▸ **WORK REQUIRED**
Every line in the material below that includes "pending" should be copied.

[[ INFORMATION PROVIDED, beginning ]]

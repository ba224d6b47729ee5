//! Process-wide logging setup.
//!
//! The first call to [`init_logging`] or [`init_logging_with`] installs a
//! global `tracing` subscriber. Both the level filter and the output layer sit
//! behind reload handles, so later calls swap the level and the format in
//! place. `log` records from the client crates are bridged into the same
//! subscriber.
//!
//! Environment variables override the `[logging]` table:
//! - `LOG_LEVEL`: filter directive, default `info`
//! - `KEYRELAY_LOG_FORMAT`: `pretty` (default) or `json`

use std::sync::{Mutex, OnceLock};

use tracing::{debug, info, warn};
use tracing_subscriber::layer::{Layered, SubscriberExt};
use tracing_subscriber::util::SubscriberInitExt;
use tracing_subscriber::{EnvFilter, Layer, Registry, fmt, reload};

use crate::config::{LogFormat, LoggingSettings};
use crate::error::{CoreError, Result};

pub const LEVEL_ENV: &str = "LOG_LEVEL";
pub const FORMAT_ENV: &str = "KEYRELAY_LOG_FORMAT";
pub const DEFAULT_LEVEL: &str = "info";

type FilteredRegistry = Layered<reload::Layer<EnvFilter, Registry>, Registry>;
type OutputLayer = Box<dyn Layer<FilteredRegistry> + Send + Sync>;

struct Handles {
    filter: reload::Handle<EnvFilter, Registry>,
    output: reload::Handle<OutputLayer, FilteredRegistry>,
    format: Mutex<LogFormat>,
}

/// `None` once set means another subscriber owns the process.
static LOGGING: OnceLock<Option<Handles>> = OnceLock::new();

/// Initializes logging from the environment alone.
///
/// # Errors
///
/// Returns `CoreError::Logging` if `LOG_LEVEL` is not a valid filter directive.
pub fn init_logging() -> Result<()> {
    init_logging_with(&LoggingSettings::default())
}

/// Initializes logging, or reconfigures level and format if already initialized.
///
/// If a global subscriber was installed by someone else, this call leaves it
/// in place and succeeds; later calls are then no-ops.
///
/// # Errors
///
/// Returns `CoreError::Logging` if the level is not a valid filter directive
/// or the running subscriber cannot be updated.
pub fn init_logging_with(settings: &LoggingSettings) -> Result<()> {
    let resolved = resolve(
        std::env::var(LEVEL_ENV).ok(),
        std::env::var(FORMAT_ENV).ok(),
        settings,
    );

    let result = configure(&resolved.level, resolved.format);
    if let Some(e) = resolved.format_error {
        warn!("Ignoring {FORMAT_ENV}: {e}");
    }
    result
}

/// Whether logging setup has run in this process.
#[must_use]
pub fn is_initialized() -> bool {
    LOGGING.get().is_some()
}

/// The filter directive currently applied by the keyrelay subscriber.
#[must_use]
pub fn active_level() -> Option<String> {
    let handles = LOGGING.get()?.as_ref()?;
    handles.filter.with_current(ToString::to_string).ok()
}

/// The output format currently applied by the keyrelay subscriber.
#[must_use]
pub fn active_format() -> Option<LogFormat> {
    let handles = LOGGING.get()?.as_ref()?;
    handles.format.lock().ok().map(|format| *format)
}

struct Resolved {
    level: String,
    format: LogFormat,
    format_error: Option<CoreError>,
}

/// Effective level directive and format: environment, then settings, then defaults.
fn resolve(
    env_level: Option<String>,
    env_format: Option<String>,
    settings: &LoggingSettings,
) -> Resolved {
    let level = env_level
        .filter(|level| !level.trim().is_empty())
        .or_else(|| settings.level.clone())
        .unwrap_or_else(|| DEFAULT_LEVEL.to_string());

    let (format, format_error) = match env_format.map(|format| format.parse::<LogFormat>()) {
        Some(Ok(format)) => (format, None),
        Some(Err(e)) => (settings.format.unwrap_or_default(), Some(e)),
        None => (settings.format.unwrap_or_default(), None),
    };

    Resolved {
        level,
        format,
        format_error,
    }
}

fn configure(level: &str, format: LogFormat) -> Result<()> {
    let mut pending = Some(parse_filter(level)?);
    let handles = LOGGING.get_or_init(|| {
        pending
            .take()
            .and_then(|filter| install(filter, format))
    });

    let Some(handles) = handles else {
        debug!("Logging owned by an external subscriber; ignoring configuration");
        return Ok(());
    };

    let Some(filter) = pending else {
        info!("Logging configured with level {level}");
        return Ok(());
    };

    handles.apply(filter, format)?;
    debug!("Logging reconfigured with level {level} and {format} output");
    Ok(())
}

impl Handles {
    fn apply(&self, filter: EnvFilter, format: LogFormat) -> Result<()> {
        self.filter
            .reload(filter)
            .map_err(|e| CoreError::Logging(format!("Failed to update log level: {e}")))?;

        let mut current = self
            .format
            .lock()
            .map_err(|_| CoreError::Logging("Logging state lock poisoned".to_string()))?;
        if *current != format {
            self.output
                .reload(output_layer(format))
                .map_err(|e| CoreError::Logging(format!("Failed to update log format: {e}")))?;
            *current = format;
        }

        Ok(())
    }
}

fn parse_filter(level: &str) -> Result<EnvFilter> {
    EnvFilter::try_new(level.trim().to_lowercase())
        .map_err(|e| CoreError::Logging(format!("Invalid log level '{level}': {e}")))
}

fn output_layer(format: LogFormat) -> OutputLayer {
    match format {
        LogFormat::Json => fmt::layer()
            .json()
            .with_target(true)
            .with_thread_ids(true)
            .with_file(true)
            .with_line_number(true)
            .boxed(),
        LogFormat::Pretty => fmt::layer()
            .with_target(true)
            .with_thread_ids(false)
            .with_file(false)
            .with_line_number(false)
            .boxed(),
    }
}

fn install(filter: EnvFilter, format: LogFormat) -> Option<Handles> {
    let (filter, filter_handle) = reload::Layer::new(filter);
    let (output, output_handle) = reload::Layer::new(output_layer(format));

    tracing_subscriber::registry()
        .with(filter)
        .with(output)
        .try_init()
        .ok()?;

    Some(Handles {
        filter: filter_handle,
        output: output_handle,
        format: Mutex::new(format),
    })
}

[[ INFORMATION PROVIDED, end ]]

▸ **ANSWER AREA**
    let mut pending = Some(parse_filter(level)?);
        pending
    let Some(filter) = pending else {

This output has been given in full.